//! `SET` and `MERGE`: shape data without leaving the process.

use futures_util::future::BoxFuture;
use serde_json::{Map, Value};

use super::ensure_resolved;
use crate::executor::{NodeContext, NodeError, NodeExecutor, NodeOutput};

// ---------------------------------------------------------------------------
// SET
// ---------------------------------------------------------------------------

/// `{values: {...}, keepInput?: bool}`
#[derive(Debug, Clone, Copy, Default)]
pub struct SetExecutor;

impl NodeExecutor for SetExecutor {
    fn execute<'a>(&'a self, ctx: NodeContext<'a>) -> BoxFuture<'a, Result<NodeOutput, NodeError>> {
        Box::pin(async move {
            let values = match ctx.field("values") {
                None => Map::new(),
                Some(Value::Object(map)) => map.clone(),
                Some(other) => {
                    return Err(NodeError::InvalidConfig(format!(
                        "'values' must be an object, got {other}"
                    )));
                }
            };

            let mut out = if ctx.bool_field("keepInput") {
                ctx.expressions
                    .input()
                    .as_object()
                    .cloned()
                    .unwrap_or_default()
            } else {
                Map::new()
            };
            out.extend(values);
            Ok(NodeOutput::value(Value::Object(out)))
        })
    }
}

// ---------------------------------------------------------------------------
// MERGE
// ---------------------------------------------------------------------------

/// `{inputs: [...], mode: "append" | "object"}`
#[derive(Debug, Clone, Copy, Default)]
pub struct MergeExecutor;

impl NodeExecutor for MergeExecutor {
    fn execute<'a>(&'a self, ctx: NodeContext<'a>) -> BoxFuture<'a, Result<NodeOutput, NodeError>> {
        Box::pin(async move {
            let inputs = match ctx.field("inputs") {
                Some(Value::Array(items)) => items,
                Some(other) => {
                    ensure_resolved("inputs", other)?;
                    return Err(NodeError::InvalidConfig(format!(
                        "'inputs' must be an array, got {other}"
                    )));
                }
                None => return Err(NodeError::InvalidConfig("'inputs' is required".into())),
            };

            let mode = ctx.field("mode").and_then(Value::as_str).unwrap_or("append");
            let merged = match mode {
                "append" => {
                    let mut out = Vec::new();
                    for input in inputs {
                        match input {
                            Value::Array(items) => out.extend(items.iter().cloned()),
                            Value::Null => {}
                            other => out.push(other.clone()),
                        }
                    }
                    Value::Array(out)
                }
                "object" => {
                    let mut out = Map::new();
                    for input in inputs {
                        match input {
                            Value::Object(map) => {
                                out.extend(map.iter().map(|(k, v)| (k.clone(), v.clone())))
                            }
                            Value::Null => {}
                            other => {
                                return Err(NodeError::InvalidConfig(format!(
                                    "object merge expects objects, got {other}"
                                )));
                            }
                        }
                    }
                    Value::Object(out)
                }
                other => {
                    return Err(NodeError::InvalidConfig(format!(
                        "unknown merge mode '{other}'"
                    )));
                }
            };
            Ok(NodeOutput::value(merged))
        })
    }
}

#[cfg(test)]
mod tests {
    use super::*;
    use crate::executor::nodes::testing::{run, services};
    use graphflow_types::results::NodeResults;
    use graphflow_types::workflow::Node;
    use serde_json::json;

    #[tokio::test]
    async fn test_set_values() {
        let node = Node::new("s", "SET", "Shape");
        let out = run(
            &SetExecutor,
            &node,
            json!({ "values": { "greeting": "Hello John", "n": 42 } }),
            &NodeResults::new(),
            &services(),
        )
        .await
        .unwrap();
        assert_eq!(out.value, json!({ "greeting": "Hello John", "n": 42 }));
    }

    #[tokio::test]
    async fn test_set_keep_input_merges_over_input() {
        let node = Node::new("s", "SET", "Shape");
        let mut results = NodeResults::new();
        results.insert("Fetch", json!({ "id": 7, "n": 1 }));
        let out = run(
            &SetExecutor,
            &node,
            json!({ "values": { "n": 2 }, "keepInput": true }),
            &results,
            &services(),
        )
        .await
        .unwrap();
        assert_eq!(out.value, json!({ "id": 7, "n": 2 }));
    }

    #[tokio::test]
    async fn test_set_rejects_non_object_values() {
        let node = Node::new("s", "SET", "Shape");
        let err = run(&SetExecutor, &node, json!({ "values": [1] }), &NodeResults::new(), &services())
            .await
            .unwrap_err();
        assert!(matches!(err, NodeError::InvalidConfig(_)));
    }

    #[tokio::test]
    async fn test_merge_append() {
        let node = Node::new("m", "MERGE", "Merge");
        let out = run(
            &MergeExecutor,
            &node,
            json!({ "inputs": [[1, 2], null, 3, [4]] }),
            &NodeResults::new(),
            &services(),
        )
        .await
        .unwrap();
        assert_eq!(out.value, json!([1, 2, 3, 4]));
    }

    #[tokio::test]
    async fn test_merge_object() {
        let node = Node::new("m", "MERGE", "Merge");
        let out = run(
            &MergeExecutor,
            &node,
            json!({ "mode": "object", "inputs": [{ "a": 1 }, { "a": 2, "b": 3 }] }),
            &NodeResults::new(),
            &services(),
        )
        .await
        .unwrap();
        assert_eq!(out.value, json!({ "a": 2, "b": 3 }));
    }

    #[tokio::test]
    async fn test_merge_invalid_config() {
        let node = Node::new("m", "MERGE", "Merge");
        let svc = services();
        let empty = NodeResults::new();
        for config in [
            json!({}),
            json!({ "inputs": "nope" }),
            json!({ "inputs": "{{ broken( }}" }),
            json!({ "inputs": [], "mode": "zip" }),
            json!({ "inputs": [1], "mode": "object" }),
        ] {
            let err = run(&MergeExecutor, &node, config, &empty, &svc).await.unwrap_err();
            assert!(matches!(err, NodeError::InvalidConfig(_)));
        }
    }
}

________________________

Exercise
Please say how many lines in the records above contain the string "Hello", giving no other words.

Exercise result
2